Los Angeles Police Chief Bernard C. Parks, who has boasted about crime declines and asked to be judged on his ability to fight crime, surprised top city officials last month when he announced that he will need at least 1,000 more officers over the next five years. The reason: an ever-present threat of crime.

Advertisement

In addition, police officials such as Parks and Lewis say it’s not prudent to cut back on tough sentencing or a national police buildup, because law enforcement authorities believe they are largely responsible for declining crime. If police told people they could relax about crime, the argument goes, violence would rebound, and the public would increasingly be in real danger.

If playing on fears is what it took to convince the public to invest in more police, then it has not been without a return. Experts generally agree that the increase in police has made some impact on crime, particularly in cities such as New York.

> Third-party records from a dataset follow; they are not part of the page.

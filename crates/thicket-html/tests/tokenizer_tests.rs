//! Integration tests for the HTML tokenizer.

use std::convert::Infallible;

use thicket_dom::{AttrId, SharedInterner, Tag};
use thicket_html::tokenizer::{
    HTMLTokenizer, Steering, TokenCollector, TokenSink, TokenizerConfig, TokenizerState,
};
use thicket_html::{ErrorKind, Token, TokenizerErrorKind};

/// Helper to tokenize a string and return the tokens
fn tokenize(input: &str) -> Vec<Token> {
    tokenize_with_errors(input).0
}

fn tokenize_with_errors(input: &str) -> (Vec<Token>, Vec<ErrorKind>) {
    let mut tokenizer = HTMLTokenizer::new();
    let mut sink = TokenCollector::default();
    tokenizer.feed_all(input, &mut sink).unwrap();
    let errors = tokenizer.errors().iter().map(|e| e.kind).collect();
    (sink.tokens, errors)
}

/// Feed `chunks` one by one.
fn tokenize_chunks(chunks: &[&[u8]]) -> Vec<Token> {
    let mut tokenizer = HTMLTokenizer::new();
    let mut sink = TokenCollector::default();
    tokenizer.begin();
    for chunk in chunks {
        tokenizer.chunk(chunk, &mut sink).unwrap();
    }
    tokenizer.end(&mut sink).unwrap();
    sink.tokens
}

/// All character data, concatenated.
fn text_of(tokens: &[Token]) -> String {
    tokens
        .iter()
        .filter_map(|t| match t {
            Token::Character(run) => Some(run.data.as_str()),
            _ => None,
        })
        .collect()
}

/// Everything except character tokens.
fn markup_of(tokens: &[Token]) -> Vec<&Token> {
    tokens
        .iter()
        .filter(|t| !matches!(t, Token::Character(_)))
        .collect()
}

fn has_error(errors: &[ErrorKind], kind: TokenizerErrorKind) -> bool {
    errors.contains(&ErrorKind::Tokenizer(kind))
}

#[test]
fn test_plain_text_is_one_run() {
    let tokens = tokenize("Hello");
    assert_eq!(tokens.len(), 2);
    assert!(matches!(&tokens[0], Token::Character(run) if run.data == "Hello"));
    assert!(matches!(tokens[1], Token::EndOfFile));
}

#[test]
fn test_doctype() {
    let tokens = tokenize("<!DOCTYPE html>");
    assert_eq!(tokens.len(), 2);
    match &tokens[0] {
        Token::Doctype(doctype) => {
            assert_eq!(doctype.name.as_deref(), Some("html"));
            assert!(doctype.public_identifier.is_none());
            assert!(!doctype.force_quirks);
        }
        other => panic!("Expected DOCTYPE token, got {other:?}"),
    }
}

#[test]
fn test_doctype_identifiers() {
    let tokens = tokenize(
        r#"<!DOCTYPE HTML PUBLIC "-//W3C//DTD HTML 4.01//EN" 'http://www.w3.org/TR/html4/strict.dtd'>"#,
    );
    let Token::Doctype(doctype) = &tokens[0] else {
        panic!("Expected DOCTYPE token");
    };
    assert_eq!(doctype.name.as_deref(), Some("html"));
    assert_eq!(doctype.public_identifier.as_deref(), Some("-//W3C//DTD HTML 4.01//EN"));
    assert_eq!(
        doctype.system_identifier.as_deref(),
        Some("http://www.w3.org/TR/html4/strict.dtd")
    );
}

#[test]
fn test_doctype_missing_name_forces_quirks() {
    let (tokens, errors) = tokenize_with_errors("<!DOCTYPE>");
    let Token::Doctype(doctype) = &tokens[0] else {
        panic!("Expected DOCTYPE token");
    };
    assert!(doctype.force_quirks);
    assert!(has_error(&errors, TokenizerErrorKind::MissingDoctypeName));
}

#[test]
fn test_start_tag_with_attributes() {
    let tokens = tokenize(r#"<div id="main" class='a b' hidden data-x=1>"#);
    let Token::StartTag(tag) = &tokens[0] else {
        panic!("Expected StartTag token");
    };
    assert!(tag.name == Tag::Div);
    assert!(!tag.self_closing);
    assert_eq!(tag.attributes.len(), 4);
    assert_eq!(tag.attr(AttrId::ID), Some("main"));
    assert_eq!(tag.attr(AttrId::CLASS), Some("a b"));
    assert_eq!(tag.attributes[2].value, "");
    assert_eq!(tag.attributes[3].value, "1");
}

#[test]
fn test_tag_names_are_lowercased() {
    let tokens = tokenize("<DiV></DIV>");
    assert!(matches!(&tokens[0], Token::StartTag(tag) if tag.name == Tag::Div));
    assert!(matches!(&tokens[1], Token::EndTag(tag) if tag.name == Tag::Div));
}

#[test]
fn test_duplicate_attribute_first_wins() {
    let (tokens, errors) = tokenize_with_errors(r#"<p id="a" id="b">"#);
    let Token::StartTag(tag) = &tokens[0] else {
        panic!("Expected StartTag token");
    };
    assert_eq!(tag.attributes.len(), 1);
    assert_eq!(tag.attr(AttrId::ID), Some("a"));
    assert!(has_error(&errors, TokenizerErrorKind::DuplicateAttribute));
}

#[test]
fn test_self_closing_tag() {
    let tokens = tokenize("<br/>");
    assert!(matches!(&tokens[0], Token::StartTag(tag) if tag.self_closing && tag.name == Tag::Br));
}

#[test]
fn test_comment() {
    let tokens = tokenize("<!-- hi -->");
    assert!(matches!(&tokens[0], Token::Comment(data) if data == " hi "));
}

#[test]
fn test_bogus_comment() {
    let (tokens, errors) = tokenize_with_errors("<?xml version?>");
    assert!(matches!(&tokens[0], Token::Comment(data) if data == "?xml version?"));
    assert!(has_error(
        &errors,
        TokenizerErrorKind::UnexpectedQuestionMarkInsteadOfTagName
    ));
}

#[test]
fn test_cdata_outside_foreign_content_is_a_comment() {
    let tokens = tokenize("<![CDATA[x]]>");
    assert!(matches!(&tokens[0], Token::Comment(data) if data == "[CDATA[x]]"));
}

#[test]
fn test_character_references() {
    let (tokens, errors) = tokenize_with_errors("&amp;&lt;&#x41;&#65;&notit;");
    assert_eq!(text_of(&tokens), "&<AA\u{00AC}it;");
    assert!(has_error(
        &errors,
        TokenizerErrorKind::MissingSemicolonAfterCharacterReference
    ));
}

#[test]
fn test_numeric_reference_replacements() {
    let (tokens, errors) = tokenize_with_errors("&#x80;&#0;&#x110000;");
    assert_eq!(text_of(&tokens), "\u{20AC}\u{FFFD}\u{FFFD}");
    assert!(has_error(&errors, TokenizerErrorKind::ControlCharacterReference));
    assert!(has_error(&errors, TokenizerErrorKind::NullCharacterReference));
    assert!(has_error(
        &errors,
        TokenizerErrorKind::CharacterReferenceOutsideUnicodeRange
    ));
}

#[test]
fn test_legacy_reference_in_attribute_is_kept() {
    let tokens = tokenize(r#"<a href="?a=1&copy=2&amp;x">"#);
    let Token::StartTag(tag) = &tokens[0] else {
        panic!("Expected StartTag token");
    };
    assert_eq!(tag.attributes[0].value, "?a=1&copy=2&x");
}

#[test]
fn test_nul_is_counted_not_replaced() {
    let (tokens, errors) = tokenize_with_errors("a\0b");
    let Token::Character(run) = &tokens[0] else {
        panic!("Expected Character token");
    };
    assert_eq!(run.data, "a\0b");
    assert_eq!(run.null_count, 1);
    assert_eq!(run.text_drop_null(), "ab");
    assert_eq!(run.text_replace_null(), "a\u{FFFD}b");
    assert!(!run.nulls_replaced);
    assert!(has_error(&errors, TokenizerErrorKind::UnexpectedNullCharacter));
}

#[test]
fn test_eof_in_tag() {
    let (tokens, errors) = tokenize_with_errors("<div class=");
    assert_eq!(tokens.len(), 1);
    assert!(matches!(tokens[0], Token::EndOfFile));
    assert!(has_error(&errors, TokenizerErrorKind::EofInTag));
}

#[test]
fn test_lone_less_than_is_text() {
    let (tokens, errors) = tokenize_with_errors("a < b");
    assert_eq!(text_of(&tokens), "a < b");
    assert!(has_error(&errors, TokenizerErrorKind::InvalidFirstCharacterOfTagName));
}

#[test]
fn test_chunk_boundaries_inside_tags() {
    let whole = tokenize_chunks(&[b"<div class=x>text</div>"]);
    let split = tokenize_chunks(&[b"<di", b"v cl", b"ass=x>te", b"xt</", b"div>"]);
    assert_eq!(whole.len(), 4);
    assert!(matches!(&split[0], Token::StartTag(tag) if tag.name == Tag::Div));
    assert_eq!(text_of(&split), "text");
    let markup = markup_of(&split);
    assert_eq!(markup.len(), 3);
    assert!(matches!(markup[1], Token::EndTag(tag) if tag.name == Tag::Div));
}

#[test]
fn test_chunk_boundaries_do_not_split_text() {
    let whole = tokenize_chunks(&[b"one two<br>three"]);
    let split = tokenize_chunks(&[b"on", b"e t", b"wo<b", b"r>thr", b"ee"]);
    assert_eq!(whole, split);
    assert_eq!(whole.len(), 4);
}

#[test]
fn test_lookahead_across_chunks() {
    let tokens = tokenize_chunks(&[b"<!-", b"- x -", b"-><!DOC", b"TYPE html>&am", b"p;"]);
    assert!(matches!(&tokens[0], Token::Comment(data) if data == " x "));
    assert!(matches!(&tokens[1], Token::Doctype(d) if d.name.as_deref() == Some("html")));
    assert_eq!(text_of(&tokens), "&");
}

#[test]
fn test_utf8_split_across_chunks() {
    let bytes = "é€".as_bytes();
    let tokens = tokenize_chunks(&[&bytes[..1], &bytes[1..3], &bytes[3..]]);
    assert_eq!(text_of(&tokens), "é€");
}

#[test]
fn test_invalid_utf8_becomes_replacement() {
    let tokens = tokenize_chunks(&[b"a\xffb"]);
    assert_eq!(text_of(&tokens), "a\u{FFFD}b");
}

#[test]
fn test_newlines_are_normalized_across_chunks() {
    let tokens = tokenize_chunks(&[b"a\r", b"\nb\rc"]);
    assert_eq!(text_of(&tokens), "a\nb\nc");
}

#[test]
fn test_script_data_escapes() {
    let config = TokenizerConfig::default()
        .with_initial_state(TokenizerState::ScriptData)
        .with_last_start_tag("script");
    let mut tokenizer = HTMLTokenizer::with_interner(thicket_dom::Interner::shared(), config);
    let mut sink = TokenCollector::default();
    tokenizer
        .feed_all("<!--<script></script>--></script>", &mut sink)
        .unwrap();
    assert_eq!(text_of(&sink.tokens), "<!--<script></script>-->");
    let markup = markup_of(&sink.tokens);
    assert_eq!(markup.len(), 2);
    assert!(matches!(markup[0], Token::EndTag(tag) if tag.name == Tag::Script));
}

#[test]
fn test_plaintext_never_ends() {
    let config = TokenizerConfig::default().with_initial_state(TokenizerState::Plaintext);
    let mut tokenizer = HTMLTokenizer::with_interner(thicket_dom::Interner::shared(), config);
    let mut sink = TokenCollector::default();
    tokenizer.feed_all("</plaintext><b>", &mut sink).unwrap();
    assert_eq!(text_of(&sink.tokens), "</plaintext><b>");
}

#[test]
fn test_text_state_nuls_are_marked_for_replacement() {
    for state in [
        TokenizerState::Plaintext,
        TokenizerState::Rcdata,
        TokenizerState::Rawtext,
        TokenizerState::ScriptData,
    ] {
        let config = TokenizerConfig::default().with_initial_state(state);
        let mut tokenizer = HTMLTokenizer::with_interner(thicket_dom::Interner::shared(), config);
        let mut sink = TokenCollector::default();
        tokenizer.feed_all("a\0b", &mut sink).unwrap();
        let Token::Character(run) = &sink.tokens[0] else {
            panic!("Expected Character token in {state}");
        };
        assert_eq!(run.null_count, 1, "{state}");
        assert!(run.nulls_replaced, "{state}");
        assert_eq!(run.text_for_insertion(), "a\u{FFFD}b", "{state}");
    }
}

/// Switches to RCDATA after `<title>`, the way the tree builder does.
struct TitleSteering {
    tokens: Vec<Token>,
}

impl TokenSink for TitleSteering {
    type Error = Infallible;

    fn process_token(&mut self, token: Token, steering: &mut Steering) -> Result<(), Infallible> {
        if matches!(&token, Token::StartTag(tag) if tag.name == Tag::Title) {
            steering.set_state(TokenizerState::Rcdata);
        }
        self.tokens.push(token);
        Ok(())
    }
}

#[test]
fn test_sink_steers_into_rcdata() {
    let mut tokenizer = HTMLTokenizer::new();
    let mut sink = TitleSteering { tokens: Vec::new() };
    tokenizer
        .feed_all("<title><b>&amp;</title><b>", &mut sink)
        .unwrap();
    assert_eq!(text_of(&sink.tokens), "<b>&");
    let markup = markup_of(&sink.tokens);
    assert!(matches!(markup[1], Token::EndTag(tag) if tag.name == Tag::Title));
    assert!(matches!(markup[2], Token::StartTag(tag) if tag.name == Tag::B));
}

#[test]
fn test_inherited_tokenizer_shares_interner() {
    let parent = HTMLTokenizer::new();
    let child = parent.inherit();
    let a: SharedInterner = parent.interner();
    let b: SharedInterner = child.interner();
    assert!(std::rc::Rc::ptr_eq(&a, &b));

    let mut child = child;
    let mut sink = TokenCollector::default();
    child.feed_all("<custom-el>", &mut sink).unwrap();
    let Token::StartTag(tag) = &sink.tokens[0] else {
        panic!("Expected StartTag token");
    };
    assert_eq!(a.borrow().tag_name(tag.name).as_deref(), Some("custom-el"));
}

#[test]
fn test_end_tag_describe() {
    let mut tokenizer = HTMLTokenizer::new();
    let interner = tokenizer.interner();
    let mut sink = TokenCollector::default();
    tokenizer.feed_all("</p>", &mut sink).unwrap();
    assert_eq!(sink.tokens[0].describe(&interner.borrow()), "</p>");
}

#[test]
fn test_input_after_end_is_ignored() {
    let mut tokenizer = HTMLTokenizer::new();
    let mut sink = TokenCollector::default();
    tokenizer.feed_all("a", &mut sink).unwrap();
    assert!(tokenizer.is_finished());
    tokenizer.chunk(b"<b>", &mut sink).unwrap();
    tokenizer.end(&mut sink).unwrap();
    assert_eq!(text_of(&sink.tokens), "a");
    assert_eq!(markup_of(&sink.tokens), vec![&Token::EndOfFile]);
}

In that city, where overall crime dropped nearly half from levels of five years ago, business and tourism are booming--in large part because there is a perception that the city is safer.

“The reduction in crime has improved New York’s quality of life, bolstered job growth and increased investment throughout the city,” said Bernadette O’Leary, a spokeswoman for the New York City Economic Development Corp. “I think the crime decline has been very significant in the city’s revival.”

Tourism in the city has set records each year for the last several, and investors are sinking money into developments and businesses. Earlier this month, developers announced plans for a $66-million retail and entertainment complex. Not in Times Square. In Harlem.

“Big business isn’t afraid to invest in the city anymore,” said Colleen Roche, New York Mayor Rudolph Giuliani’s spokeswoman. “It’s not just that crime is down, but [that] the whole quality of life is better.”

Advertisement

Giuliani’s emphasis, a tougher version of a program touted by Mayor Richard Riordan for Los Angeles, has been to rid the city of aggressive panhandlers, even the so-called squeegee-men who would run up to cars and begin washing windshields for change.

“The extra dollars for the increased police presence and the no-nonsense attitude on prosecution has made people feel safer and made more people want to come to the city,” said Mark Jaffe, executive director of the Greater New York Chamber of Commerce. “That’s the word on the street.”

Public Is Still a Hard Sell

In New York as well as Los Angeles, some say declining drug sales in neighborhoods have led to fewer violent confrontations on city streets. Gang members are receiving stiffer penalties, as are other criminals, taking them off the streets and reducing their opportunities to claim new victims.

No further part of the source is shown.